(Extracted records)

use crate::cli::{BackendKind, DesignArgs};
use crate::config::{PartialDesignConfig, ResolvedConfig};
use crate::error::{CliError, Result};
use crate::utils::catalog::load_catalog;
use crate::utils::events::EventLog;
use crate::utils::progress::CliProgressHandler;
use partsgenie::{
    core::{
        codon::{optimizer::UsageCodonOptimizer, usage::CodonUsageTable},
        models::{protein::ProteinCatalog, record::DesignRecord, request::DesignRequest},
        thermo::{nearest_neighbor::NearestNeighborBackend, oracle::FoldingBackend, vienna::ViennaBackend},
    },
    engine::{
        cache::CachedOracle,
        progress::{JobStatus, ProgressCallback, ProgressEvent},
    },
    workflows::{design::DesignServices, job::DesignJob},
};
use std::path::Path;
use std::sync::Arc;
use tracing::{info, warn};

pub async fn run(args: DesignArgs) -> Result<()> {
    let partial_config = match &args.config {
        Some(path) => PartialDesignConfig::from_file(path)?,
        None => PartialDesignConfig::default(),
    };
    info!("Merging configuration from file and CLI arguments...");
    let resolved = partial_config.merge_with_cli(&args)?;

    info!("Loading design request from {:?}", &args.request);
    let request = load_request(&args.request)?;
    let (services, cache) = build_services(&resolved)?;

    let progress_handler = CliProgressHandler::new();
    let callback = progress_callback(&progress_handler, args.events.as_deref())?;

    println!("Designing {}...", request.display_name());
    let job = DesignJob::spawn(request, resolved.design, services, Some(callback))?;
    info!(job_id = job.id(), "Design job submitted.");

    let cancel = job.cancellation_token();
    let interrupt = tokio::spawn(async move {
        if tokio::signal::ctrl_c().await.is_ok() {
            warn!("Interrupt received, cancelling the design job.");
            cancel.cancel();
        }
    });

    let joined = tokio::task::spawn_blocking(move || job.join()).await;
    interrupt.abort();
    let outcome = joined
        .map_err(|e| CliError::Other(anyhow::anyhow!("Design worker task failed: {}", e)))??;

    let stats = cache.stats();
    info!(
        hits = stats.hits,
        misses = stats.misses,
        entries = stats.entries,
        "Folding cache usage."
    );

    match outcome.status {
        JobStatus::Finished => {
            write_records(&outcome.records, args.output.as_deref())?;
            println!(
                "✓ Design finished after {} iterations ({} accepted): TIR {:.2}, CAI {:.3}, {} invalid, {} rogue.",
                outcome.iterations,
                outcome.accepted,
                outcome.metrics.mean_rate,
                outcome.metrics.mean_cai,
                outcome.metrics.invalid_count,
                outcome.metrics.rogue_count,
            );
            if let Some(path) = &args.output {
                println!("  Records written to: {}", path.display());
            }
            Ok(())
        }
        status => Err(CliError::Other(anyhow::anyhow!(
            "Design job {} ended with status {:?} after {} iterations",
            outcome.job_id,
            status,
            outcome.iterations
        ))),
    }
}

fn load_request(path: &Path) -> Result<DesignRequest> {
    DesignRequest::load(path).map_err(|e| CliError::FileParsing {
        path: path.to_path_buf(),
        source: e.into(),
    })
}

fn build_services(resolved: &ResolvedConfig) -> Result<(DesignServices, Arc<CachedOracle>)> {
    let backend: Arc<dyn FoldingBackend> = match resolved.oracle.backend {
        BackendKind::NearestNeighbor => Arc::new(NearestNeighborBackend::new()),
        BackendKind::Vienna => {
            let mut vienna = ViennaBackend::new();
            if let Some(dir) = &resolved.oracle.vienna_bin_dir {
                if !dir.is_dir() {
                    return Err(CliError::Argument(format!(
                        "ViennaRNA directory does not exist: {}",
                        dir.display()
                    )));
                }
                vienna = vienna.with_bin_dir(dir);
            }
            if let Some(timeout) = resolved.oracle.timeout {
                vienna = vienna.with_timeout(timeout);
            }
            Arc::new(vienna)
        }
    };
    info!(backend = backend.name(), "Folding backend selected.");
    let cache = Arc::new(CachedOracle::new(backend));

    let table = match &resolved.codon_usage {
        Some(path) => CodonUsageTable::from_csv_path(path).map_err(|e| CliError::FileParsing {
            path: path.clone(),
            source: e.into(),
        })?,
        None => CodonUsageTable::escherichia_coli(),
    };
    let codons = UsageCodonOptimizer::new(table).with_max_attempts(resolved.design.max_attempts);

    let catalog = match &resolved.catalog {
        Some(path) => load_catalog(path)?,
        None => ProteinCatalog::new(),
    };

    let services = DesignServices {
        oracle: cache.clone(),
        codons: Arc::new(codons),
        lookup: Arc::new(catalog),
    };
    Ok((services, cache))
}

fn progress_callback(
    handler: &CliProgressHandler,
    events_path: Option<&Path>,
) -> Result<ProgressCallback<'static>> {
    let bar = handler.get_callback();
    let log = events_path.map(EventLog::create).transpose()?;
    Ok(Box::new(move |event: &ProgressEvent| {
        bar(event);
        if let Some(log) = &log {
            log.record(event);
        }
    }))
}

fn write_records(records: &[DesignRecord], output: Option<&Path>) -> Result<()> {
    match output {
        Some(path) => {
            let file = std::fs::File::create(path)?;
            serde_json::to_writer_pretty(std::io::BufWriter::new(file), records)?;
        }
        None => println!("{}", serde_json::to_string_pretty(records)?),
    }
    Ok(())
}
--
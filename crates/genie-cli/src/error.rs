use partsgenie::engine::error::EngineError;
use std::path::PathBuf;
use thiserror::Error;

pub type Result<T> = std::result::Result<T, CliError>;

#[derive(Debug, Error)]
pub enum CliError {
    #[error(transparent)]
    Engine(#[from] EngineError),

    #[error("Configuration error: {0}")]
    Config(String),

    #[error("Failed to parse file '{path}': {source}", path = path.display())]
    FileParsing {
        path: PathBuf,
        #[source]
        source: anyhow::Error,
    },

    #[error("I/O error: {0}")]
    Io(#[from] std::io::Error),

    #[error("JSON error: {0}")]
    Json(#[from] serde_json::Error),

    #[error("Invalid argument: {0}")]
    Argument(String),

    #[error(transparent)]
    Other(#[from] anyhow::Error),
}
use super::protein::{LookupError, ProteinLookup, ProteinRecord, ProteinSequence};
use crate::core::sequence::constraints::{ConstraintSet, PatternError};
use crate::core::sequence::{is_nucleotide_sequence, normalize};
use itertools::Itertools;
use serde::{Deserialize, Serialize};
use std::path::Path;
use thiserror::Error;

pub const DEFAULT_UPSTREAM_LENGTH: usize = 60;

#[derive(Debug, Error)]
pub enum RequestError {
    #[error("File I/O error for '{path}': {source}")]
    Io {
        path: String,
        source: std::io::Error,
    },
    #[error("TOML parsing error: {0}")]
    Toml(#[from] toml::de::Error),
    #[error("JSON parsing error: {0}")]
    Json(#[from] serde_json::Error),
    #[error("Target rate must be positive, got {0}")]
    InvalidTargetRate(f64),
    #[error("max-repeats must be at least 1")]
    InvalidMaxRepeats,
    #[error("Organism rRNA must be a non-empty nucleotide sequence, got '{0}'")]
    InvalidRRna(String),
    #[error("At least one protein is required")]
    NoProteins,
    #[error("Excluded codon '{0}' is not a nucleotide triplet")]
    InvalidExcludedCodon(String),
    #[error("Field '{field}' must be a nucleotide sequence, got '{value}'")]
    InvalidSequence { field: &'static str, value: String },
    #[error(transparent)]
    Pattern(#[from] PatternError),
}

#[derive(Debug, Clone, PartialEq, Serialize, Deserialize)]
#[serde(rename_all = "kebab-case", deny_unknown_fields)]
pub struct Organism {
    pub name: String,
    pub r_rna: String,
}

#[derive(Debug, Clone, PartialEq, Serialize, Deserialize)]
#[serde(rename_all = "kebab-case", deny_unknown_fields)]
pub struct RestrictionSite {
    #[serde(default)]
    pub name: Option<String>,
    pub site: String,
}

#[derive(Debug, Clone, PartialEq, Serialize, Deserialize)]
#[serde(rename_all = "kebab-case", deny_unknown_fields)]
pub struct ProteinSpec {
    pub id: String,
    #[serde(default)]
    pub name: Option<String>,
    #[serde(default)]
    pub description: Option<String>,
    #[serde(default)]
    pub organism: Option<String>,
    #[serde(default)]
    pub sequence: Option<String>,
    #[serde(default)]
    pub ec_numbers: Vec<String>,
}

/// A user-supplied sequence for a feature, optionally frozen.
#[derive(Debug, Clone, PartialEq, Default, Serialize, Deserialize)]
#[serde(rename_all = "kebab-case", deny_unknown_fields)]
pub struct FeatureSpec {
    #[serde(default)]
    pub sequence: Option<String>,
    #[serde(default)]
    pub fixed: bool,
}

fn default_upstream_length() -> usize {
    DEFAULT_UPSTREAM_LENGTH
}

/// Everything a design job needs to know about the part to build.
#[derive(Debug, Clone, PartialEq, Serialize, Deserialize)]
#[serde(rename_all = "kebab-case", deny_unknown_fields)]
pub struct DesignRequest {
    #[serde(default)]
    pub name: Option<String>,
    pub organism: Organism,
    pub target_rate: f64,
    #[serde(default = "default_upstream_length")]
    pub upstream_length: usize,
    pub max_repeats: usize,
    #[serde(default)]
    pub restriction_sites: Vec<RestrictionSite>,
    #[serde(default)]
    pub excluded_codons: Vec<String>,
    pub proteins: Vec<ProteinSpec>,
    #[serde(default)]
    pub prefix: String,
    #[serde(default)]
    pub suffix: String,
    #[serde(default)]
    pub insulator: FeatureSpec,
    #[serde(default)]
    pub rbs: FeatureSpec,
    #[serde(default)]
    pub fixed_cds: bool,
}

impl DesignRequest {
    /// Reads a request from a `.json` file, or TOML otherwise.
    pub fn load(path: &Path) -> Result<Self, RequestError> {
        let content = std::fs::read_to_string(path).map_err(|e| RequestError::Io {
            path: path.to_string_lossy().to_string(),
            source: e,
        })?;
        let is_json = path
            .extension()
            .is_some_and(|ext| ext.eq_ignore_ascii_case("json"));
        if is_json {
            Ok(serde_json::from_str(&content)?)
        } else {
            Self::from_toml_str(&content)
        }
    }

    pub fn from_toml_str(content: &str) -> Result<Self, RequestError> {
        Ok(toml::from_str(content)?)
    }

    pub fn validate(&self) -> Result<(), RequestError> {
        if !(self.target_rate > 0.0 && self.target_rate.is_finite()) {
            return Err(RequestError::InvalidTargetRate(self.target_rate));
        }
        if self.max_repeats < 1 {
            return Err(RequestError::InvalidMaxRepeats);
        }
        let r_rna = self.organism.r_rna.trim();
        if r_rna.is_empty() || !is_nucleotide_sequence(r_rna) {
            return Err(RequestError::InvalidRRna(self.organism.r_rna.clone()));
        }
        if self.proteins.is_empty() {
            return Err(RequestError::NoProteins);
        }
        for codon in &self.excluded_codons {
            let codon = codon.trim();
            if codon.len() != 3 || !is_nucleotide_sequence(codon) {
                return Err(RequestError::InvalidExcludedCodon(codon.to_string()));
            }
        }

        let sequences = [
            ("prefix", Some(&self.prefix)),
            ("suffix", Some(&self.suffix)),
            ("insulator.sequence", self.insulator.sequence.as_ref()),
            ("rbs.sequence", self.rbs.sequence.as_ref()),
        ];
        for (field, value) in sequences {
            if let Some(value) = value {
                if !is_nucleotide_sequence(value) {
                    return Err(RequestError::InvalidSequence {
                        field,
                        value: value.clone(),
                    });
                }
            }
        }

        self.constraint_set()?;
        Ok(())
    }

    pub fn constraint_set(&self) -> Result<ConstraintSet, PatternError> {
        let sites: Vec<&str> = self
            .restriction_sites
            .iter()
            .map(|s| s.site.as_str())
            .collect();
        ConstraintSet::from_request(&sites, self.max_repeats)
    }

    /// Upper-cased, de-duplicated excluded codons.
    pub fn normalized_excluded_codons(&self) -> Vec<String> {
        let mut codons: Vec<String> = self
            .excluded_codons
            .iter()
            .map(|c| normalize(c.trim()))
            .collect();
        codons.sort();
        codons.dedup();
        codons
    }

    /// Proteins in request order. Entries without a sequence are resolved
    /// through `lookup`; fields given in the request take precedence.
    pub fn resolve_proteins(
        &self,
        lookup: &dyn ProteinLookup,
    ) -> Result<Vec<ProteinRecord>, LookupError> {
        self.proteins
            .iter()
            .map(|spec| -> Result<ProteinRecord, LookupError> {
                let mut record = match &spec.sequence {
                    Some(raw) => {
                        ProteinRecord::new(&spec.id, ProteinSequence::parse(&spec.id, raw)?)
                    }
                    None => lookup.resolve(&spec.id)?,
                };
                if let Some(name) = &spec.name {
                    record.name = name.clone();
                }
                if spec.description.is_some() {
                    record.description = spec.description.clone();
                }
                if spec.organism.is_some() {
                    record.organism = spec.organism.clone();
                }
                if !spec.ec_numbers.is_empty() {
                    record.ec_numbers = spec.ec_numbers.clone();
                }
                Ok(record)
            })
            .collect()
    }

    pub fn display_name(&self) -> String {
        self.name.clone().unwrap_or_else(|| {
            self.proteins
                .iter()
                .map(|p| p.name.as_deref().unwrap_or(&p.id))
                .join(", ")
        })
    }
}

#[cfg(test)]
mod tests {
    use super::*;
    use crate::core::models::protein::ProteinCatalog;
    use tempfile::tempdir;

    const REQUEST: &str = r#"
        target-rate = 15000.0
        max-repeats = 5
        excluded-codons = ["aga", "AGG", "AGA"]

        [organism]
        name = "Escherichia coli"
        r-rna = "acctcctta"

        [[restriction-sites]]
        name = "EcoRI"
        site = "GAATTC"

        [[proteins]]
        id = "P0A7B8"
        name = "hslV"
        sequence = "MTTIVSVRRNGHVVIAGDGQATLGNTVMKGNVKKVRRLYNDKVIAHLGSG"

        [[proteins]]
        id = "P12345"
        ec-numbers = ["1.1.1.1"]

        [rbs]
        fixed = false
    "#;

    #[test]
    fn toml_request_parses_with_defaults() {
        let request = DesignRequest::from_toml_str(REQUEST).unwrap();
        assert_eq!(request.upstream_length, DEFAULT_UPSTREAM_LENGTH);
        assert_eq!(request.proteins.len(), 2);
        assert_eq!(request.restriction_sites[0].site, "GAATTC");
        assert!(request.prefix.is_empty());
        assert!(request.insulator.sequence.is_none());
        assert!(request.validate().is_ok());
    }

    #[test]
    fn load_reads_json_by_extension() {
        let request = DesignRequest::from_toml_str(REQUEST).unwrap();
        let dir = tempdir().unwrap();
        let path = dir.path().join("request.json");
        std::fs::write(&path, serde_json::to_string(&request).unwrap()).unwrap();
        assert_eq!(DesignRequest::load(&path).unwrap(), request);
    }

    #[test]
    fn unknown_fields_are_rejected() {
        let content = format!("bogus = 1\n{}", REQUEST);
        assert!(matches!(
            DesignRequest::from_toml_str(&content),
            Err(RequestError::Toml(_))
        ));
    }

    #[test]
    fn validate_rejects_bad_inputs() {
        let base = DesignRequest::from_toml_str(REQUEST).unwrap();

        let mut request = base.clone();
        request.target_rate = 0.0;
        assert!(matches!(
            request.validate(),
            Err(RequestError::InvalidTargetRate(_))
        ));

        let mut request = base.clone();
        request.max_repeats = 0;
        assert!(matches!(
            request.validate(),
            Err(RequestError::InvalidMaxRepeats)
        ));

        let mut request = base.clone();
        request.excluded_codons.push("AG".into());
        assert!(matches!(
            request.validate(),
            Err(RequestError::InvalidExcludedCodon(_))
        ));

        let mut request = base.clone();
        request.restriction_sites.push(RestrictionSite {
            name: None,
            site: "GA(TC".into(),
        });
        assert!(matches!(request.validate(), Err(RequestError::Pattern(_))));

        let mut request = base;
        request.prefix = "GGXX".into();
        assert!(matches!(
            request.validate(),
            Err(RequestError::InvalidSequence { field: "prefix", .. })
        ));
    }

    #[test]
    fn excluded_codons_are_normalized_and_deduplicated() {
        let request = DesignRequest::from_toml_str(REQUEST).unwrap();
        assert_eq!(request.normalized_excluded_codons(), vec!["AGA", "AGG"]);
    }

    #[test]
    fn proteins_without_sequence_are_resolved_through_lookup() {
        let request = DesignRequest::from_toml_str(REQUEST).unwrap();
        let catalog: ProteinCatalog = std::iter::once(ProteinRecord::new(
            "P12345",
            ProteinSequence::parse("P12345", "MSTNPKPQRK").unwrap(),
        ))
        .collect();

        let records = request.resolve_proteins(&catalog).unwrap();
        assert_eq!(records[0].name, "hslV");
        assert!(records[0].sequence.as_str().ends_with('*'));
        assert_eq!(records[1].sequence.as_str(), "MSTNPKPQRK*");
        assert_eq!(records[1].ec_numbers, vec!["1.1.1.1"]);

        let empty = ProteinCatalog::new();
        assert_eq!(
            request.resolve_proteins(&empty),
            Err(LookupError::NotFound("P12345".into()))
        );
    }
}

- What needs to be done
Return, from the data above, each line in which the string "move" appears.

- Answer to this exercise
    let interrupt = tokio::spawn(async move {
    let joined = tokio::task::spawn_blocking(move || job.join()).await;
    Ok(Box::new(move |event: &ProgressEvent| {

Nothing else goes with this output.